Problem. From the entries below, give the number of lines where the word "LoadingType" occurs, and nothing else.

Excerpted data.
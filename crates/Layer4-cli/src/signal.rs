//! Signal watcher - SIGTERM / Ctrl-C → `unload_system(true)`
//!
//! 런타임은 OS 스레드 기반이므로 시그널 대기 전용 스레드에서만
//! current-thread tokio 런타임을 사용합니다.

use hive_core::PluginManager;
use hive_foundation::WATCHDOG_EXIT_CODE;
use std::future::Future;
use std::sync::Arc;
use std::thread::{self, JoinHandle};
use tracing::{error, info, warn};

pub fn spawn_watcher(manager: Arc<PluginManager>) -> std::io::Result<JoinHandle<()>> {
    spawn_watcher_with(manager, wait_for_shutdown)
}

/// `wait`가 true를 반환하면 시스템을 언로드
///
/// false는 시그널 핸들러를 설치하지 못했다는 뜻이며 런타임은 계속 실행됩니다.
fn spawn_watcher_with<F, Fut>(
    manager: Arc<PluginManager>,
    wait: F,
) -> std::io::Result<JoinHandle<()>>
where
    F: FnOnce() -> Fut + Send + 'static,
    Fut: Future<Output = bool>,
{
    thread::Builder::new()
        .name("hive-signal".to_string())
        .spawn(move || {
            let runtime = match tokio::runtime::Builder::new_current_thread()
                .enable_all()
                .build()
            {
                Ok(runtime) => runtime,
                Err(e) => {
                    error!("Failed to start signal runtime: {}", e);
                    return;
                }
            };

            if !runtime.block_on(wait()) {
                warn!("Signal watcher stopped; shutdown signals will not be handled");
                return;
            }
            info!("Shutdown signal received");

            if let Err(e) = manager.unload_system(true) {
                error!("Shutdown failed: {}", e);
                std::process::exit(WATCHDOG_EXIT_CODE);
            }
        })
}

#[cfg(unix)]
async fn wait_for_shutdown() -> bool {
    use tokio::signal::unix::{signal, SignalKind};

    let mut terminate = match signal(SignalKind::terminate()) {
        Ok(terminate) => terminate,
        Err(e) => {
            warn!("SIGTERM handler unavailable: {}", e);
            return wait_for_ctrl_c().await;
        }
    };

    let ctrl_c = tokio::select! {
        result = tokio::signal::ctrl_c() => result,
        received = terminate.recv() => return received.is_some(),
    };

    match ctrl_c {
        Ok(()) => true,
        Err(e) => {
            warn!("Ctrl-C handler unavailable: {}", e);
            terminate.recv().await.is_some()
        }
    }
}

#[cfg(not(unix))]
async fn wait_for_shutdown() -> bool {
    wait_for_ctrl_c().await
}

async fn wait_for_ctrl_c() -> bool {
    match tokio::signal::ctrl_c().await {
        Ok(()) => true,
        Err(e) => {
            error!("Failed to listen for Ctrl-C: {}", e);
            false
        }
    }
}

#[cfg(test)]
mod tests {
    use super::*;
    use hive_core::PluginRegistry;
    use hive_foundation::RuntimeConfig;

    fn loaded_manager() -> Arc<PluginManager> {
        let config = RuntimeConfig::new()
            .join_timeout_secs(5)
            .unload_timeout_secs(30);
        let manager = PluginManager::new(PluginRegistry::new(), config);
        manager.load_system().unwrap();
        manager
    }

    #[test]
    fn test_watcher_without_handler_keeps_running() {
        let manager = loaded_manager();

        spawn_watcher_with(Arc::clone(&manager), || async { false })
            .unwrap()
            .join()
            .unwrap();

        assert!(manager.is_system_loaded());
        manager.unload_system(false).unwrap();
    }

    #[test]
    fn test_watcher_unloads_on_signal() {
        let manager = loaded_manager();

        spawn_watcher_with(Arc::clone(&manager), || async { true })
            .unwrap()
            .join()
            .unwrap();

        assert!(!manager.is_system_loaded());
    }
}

...

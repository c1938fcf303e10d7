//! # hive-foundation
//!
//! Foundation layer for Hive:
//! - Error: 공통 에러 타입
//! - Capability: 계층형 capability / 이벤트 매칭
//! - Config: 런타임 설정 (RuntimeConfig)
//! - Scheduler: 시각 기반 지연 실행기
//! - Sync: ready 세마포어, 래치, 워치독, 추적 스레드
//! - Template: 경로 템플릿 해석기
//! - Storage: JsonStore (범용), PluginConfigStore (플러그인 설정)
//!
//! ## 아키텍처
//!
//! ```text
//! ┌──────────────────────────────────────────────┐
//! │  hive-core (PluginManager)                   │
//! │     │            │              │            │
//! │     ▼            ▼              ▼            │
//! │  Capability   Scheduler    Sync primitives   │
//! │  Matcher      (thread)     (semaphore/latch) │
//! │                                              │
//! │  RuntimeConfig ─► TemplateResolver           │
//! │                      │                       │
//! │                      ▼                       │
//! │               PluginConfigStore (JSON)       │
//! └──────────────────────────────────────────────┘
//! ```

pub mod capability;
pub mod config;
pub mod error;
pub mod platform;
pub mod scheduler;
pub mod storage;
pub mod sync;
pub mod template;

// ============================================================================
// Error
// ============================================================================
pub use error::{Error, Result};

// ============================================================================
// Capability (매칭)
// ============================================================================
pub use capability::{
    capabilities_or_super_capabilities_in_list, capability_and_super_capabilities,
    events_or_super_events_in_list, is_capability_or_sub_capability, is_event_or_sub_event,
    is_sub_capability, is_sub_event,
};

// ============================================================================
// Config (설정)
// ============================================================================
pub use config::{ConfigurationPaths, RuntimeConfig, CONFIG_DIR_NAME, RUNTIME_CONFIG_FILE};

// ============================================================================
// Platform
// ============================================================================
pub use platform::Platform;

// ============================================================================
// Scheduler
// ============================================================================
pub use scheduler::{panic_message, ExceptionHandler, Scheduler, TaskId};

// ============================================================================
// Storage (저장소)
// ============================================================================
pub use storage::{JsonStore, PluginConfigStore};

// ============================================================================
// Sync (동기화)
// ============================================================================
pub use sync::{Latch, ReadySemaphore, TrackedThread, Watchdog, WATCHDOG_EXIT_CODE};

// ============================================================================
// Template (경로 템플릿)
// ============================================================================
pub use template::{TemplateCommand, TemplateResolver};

* * *

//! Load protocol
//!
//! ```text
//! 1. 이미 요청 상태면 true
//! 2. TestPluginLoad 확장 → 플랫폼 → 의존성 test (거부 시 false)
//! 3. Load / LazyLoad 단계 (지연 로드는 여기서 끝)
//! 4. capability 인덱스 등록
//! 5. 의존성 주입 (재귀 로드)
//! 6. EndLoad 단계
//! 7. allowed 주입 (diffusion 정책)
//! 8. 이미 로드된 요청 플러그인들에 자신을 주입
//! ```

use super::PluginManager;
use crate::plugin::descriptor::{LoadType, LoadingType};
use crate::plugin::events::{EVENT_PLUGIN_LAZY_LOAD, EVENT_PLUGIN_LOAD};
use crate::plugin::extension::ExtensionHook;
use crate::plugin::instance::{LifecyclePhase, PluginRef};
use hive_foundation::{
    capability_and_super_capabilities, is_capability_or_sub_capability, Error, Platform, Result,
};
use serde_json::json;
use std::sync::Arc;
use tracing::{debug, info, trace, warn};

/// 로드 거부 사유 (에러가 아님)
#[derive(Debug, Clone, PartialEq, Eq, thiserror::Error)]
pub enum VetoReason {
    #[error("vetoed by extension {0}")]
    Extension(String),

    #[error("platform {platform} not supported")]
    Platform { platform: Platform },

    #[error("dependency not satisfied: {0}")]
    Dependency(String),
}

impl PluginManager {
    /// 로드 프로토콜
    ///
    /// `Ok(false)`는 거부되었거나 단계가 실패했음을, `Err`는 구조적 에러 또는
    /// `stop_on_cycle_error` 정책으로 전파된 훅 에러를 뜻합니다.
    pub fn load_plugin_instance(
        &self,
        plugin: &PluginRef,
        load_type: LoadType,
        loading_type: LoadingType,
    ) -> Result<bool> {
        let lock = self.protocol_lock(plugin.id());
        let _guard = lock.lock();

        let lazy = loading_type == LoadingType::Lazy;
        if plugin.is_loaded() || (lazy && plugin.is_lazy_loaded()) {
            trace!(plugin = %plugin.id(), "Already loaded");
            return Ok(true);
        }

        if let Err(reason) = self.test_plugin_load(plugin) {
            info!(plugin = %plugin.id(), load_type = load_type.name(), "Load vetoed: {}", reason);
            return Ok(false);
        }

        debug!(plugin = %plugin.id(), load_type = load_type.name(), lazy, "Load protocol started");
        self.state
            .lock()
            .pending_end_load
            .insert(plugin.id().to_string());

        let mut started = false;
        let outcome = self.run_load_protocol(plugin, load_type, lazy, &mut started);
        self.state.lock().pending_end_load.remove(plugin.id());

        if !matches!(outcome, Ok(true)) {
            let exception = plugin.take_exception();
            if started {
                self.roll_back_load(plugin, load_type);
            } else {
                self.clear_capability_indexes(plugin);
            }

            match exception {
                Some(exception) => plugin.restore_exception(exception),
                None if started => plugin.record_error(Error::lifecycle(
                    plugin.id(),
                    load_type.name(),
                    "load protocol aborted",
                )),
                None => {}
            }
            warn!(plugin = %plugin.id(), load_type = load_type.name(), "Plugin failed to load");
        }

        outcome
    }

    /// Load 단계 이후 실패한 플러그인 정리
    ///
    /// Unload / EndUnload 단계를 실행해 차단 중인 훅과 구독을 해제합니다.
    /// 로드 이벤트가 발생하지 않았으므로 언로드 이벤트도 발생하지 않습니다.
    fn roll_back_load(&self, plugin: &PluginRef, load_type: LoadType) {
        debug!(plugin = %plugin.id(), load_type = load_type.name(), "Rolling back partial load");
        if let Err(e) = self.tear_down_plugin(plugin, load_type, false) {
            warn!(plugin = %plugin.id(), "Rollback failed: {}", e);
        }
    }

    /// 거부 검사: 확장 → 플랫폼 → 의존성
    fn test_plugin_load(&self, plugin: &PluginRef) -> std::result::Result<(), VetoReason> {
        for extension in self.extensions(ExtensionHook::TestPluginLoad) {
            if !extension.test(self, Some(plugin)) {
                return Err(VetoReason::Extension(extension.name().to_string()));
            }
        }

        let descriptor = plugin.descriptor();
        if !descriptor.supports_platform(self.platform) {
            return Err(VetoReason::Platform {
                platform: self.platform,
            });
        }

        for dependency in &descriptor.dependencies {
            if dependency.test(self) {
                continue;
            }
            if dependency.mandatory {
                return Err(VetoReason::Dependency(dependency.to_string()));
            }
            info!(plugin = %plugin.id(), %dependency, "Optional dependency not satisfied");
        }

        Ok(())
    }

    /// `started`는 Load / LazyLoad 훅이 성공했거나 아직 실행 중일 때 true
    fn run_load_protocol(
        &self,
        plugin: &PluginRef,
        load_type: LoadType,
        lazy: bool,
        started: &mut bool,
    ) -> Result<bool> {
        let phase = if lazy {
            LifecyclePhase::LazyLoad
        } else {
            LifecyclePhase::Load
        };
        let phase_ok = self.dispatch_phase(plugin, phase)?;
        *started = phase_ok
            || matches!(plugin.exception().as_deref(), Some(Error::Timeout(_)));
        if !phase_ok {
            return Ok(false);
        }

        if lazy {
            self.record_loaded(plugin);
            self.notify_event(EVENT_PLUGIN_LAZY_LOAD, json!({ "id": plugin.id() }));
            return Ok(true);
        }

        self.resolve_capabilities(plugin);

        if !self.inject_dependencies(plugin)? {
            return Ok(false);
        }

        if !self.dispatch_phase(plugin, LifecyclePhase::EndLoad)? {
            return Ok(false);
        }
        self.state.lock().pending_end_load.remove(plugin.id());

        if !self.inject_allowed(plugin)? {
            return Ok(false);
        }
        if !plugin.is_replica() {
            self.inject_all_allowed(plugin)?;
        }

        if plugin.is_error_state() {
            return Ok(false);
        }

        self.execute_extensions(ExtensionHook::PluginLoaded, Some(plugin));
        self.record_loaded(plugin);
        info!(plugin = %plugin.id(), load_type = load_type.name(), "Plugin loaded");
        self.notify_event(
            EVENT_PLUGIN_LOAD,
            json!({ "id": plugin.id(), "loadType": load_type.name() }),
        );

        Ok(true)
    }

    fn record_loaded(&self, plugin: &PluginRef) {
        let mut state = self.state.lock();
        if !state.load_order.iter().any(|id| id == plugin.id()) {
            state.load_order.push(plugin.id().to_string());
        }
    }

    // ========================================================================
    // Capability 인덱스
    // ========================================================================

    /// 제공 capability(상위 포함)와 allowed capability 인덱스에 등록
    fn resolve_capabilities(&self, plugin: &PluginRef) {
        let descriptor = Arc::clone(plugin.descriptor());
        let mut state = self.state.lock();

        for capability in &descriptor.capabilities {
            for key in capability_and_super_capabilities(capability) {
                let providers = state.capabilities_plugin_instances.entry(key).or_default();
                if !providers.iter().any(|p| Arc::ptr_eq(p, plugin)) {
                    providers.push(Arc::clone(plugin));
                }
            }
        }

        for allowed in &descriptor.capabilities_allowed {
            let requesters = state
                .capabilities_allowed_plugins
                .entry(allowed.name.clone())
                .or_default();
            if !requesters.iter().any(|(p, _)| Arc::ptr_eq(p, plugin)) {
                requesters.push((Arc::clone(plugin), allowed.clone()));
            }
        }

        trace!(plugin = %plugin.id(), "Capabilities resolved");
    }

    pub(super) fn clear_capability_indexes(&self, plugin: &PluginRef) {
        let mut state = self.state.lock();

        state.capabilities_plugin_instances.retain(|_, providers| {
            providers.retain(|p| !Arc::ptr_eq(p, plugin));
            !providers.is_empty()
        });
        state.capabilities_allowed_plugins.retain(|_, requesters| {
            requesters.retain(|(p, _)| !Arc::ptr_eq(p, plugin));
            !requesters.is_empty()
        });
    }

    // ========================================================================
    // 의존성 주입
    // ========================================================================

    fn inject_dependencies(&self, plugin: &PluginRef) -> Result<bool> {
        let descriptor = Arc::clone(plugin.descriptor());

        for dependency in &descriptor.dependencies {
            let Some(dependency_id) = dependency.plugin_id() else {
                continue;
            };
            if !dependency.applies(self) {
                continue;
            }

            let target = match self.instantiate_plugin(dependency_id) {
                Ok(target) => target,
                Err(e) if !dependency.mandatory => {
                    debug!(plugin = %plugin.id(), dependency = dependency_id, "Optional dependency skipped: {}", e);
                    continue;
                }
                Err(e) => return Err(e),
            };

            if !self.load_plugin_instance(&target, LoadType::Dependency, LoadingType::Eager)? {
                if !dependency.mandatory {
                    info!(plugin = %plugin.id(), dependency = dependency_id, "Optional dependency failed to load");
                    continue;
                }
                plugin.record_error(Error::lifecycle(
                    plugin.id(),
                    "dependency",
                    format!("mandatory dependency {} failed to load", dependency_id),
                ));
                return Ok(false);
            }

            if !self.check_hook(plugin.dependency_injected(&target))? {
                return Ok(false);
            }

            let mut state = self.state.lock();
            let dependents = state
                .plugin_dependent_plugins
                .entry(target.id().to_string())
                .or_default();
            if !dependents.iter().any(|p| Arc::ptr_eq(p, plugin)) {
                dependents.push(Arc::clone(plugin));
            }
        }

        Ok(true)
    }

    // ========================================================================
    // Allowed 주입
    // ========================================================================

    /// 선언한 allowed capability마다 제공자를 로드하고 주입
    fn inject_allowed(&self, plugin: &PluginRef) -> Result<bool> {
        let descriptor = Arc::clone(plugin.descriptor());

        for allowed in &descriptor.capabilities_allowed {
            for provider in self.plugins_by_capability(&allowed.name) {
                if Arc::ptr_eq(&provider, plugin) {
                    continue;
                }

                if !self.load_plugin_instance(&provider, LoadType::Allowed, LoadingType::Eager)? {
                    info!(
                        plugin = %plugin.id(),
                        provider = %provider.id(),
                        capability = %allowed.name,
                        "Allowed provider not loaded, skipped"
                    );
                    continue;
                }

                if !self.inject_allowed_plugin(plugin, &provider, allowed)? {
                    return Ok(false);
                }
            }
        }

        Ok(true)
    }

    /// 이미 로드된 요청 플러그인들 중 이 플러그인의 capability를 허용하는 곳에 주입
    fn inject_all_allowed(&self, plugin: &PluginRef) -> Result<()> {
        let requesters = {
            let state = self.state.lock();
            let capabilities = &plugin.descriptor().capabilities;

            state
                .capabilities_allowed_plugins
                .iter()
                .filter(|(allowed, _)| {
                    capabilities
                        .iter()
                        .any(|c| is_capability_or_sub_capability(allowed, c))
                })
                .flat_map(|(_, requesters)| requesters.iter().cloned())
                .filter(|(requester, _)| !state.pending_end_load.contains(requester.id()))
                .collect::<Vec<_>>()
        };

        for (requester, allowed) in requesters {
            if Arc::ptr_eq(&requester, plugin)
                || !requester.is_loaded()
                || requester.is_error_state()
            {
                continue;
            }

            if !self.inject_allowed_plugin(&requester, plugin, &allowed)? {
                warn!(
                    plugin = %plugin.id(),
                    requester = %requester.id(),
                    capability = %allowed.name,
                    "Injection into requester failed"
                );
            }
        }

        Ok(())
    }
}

Your solution. 5